*** Data to examine ***

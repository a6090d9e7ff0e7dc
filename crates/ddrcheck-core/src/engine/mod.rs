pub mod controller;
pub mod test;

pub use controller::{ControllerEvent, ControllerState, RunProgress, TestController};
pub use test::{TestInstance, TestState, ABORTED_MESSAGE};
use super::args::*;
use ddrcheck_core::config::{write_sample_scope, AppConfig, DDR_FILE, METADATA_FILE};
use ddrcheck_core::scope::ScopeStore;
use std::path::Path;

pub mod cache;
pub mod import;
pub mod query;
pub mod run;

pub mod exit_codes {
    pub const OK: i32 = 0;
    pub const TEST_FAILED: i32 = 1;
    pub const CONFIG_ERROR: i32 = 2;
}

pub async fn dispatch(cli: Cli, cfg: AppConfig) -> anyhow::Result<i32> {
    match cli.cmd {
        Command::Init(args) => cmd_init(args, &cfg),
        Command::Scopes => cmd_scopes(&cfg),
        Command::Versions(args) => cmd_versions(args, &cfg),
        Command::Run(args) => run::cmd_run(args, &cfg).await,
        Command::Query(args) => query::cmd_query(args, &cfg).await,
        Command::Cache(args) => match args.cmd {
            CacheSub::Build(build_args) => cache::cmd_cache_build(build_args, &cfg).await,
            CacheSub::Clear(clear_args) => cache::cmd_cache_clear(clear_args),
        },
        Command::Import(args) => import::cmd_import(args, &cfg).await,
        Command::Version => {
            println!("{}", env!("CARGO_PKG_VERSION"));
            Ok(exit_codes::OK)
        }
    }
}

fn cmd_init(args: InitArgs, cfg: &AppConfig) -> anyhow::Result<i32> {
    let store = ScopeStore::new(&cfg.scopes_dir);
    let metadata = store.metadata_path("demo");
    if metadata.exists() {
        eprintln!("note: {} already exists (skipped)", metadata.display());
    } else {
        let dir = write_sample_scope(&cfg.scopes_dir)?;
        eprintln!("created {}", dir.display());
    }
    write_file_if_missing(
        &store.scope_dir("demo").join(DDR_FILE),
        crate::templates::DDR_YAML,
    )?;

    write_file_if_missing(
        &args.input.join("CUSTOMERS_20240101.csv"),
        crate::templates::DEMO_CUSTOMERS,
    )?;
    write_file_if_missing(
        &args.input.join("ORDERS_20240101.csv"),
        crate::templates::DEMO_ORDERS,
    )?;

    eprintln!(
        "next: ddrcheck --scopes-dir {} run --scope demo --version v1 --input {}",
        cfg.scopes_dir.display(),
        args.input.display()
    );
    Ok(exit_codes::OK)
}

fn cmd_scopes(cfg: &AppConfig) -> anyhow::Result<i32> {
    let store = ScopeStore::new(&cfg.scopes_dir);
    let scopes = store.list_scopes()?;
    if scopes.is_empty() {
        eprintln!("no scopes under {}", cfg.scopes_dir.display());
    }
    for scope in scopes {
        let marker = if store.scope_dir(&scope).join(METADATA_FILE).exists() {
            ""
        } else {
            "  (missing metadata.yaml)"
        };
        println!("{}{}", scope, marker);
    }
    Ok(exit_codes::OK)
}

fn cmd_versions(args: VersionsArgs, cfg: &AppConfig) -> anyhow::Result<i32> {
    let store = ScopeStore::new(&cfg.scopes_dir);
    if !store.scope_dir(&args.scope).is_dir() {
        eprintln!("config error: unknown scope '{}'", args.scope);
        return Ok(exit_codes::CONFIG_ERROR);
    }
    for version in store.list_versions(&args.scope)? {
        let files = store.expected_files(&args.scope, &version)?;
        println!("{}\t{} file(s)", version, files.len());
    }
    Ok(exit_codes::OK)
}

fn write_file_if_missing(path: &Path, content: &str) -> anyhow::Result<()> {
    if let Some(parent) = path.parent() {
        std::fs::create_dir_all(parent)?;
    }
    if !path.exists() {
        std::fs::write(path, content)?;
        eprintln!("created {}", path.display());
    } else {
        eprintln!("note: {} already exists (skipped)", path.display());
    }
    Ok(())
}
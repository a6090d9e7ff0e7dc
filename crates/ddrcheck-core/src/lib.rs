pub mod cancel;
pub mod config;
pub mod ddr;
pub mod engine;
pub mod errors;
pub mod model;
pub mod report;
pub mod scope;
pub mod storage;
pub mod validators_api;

*** End of Data to examine ***

Problem details | Find the word "await" in the entries above and gather every line that holds it.

Written solution |
        Command::Run(args) => run::cmd_run(args, &cfg).await,
        Command::Query(args) => query::cmd_query(args, &cfg).await,
            CacheSub::Build(build_args) => cache::cmd_cache_build(build_args, &cfg).await,
        Command::Import(args) => import::cmd_import(args, &cfg).await,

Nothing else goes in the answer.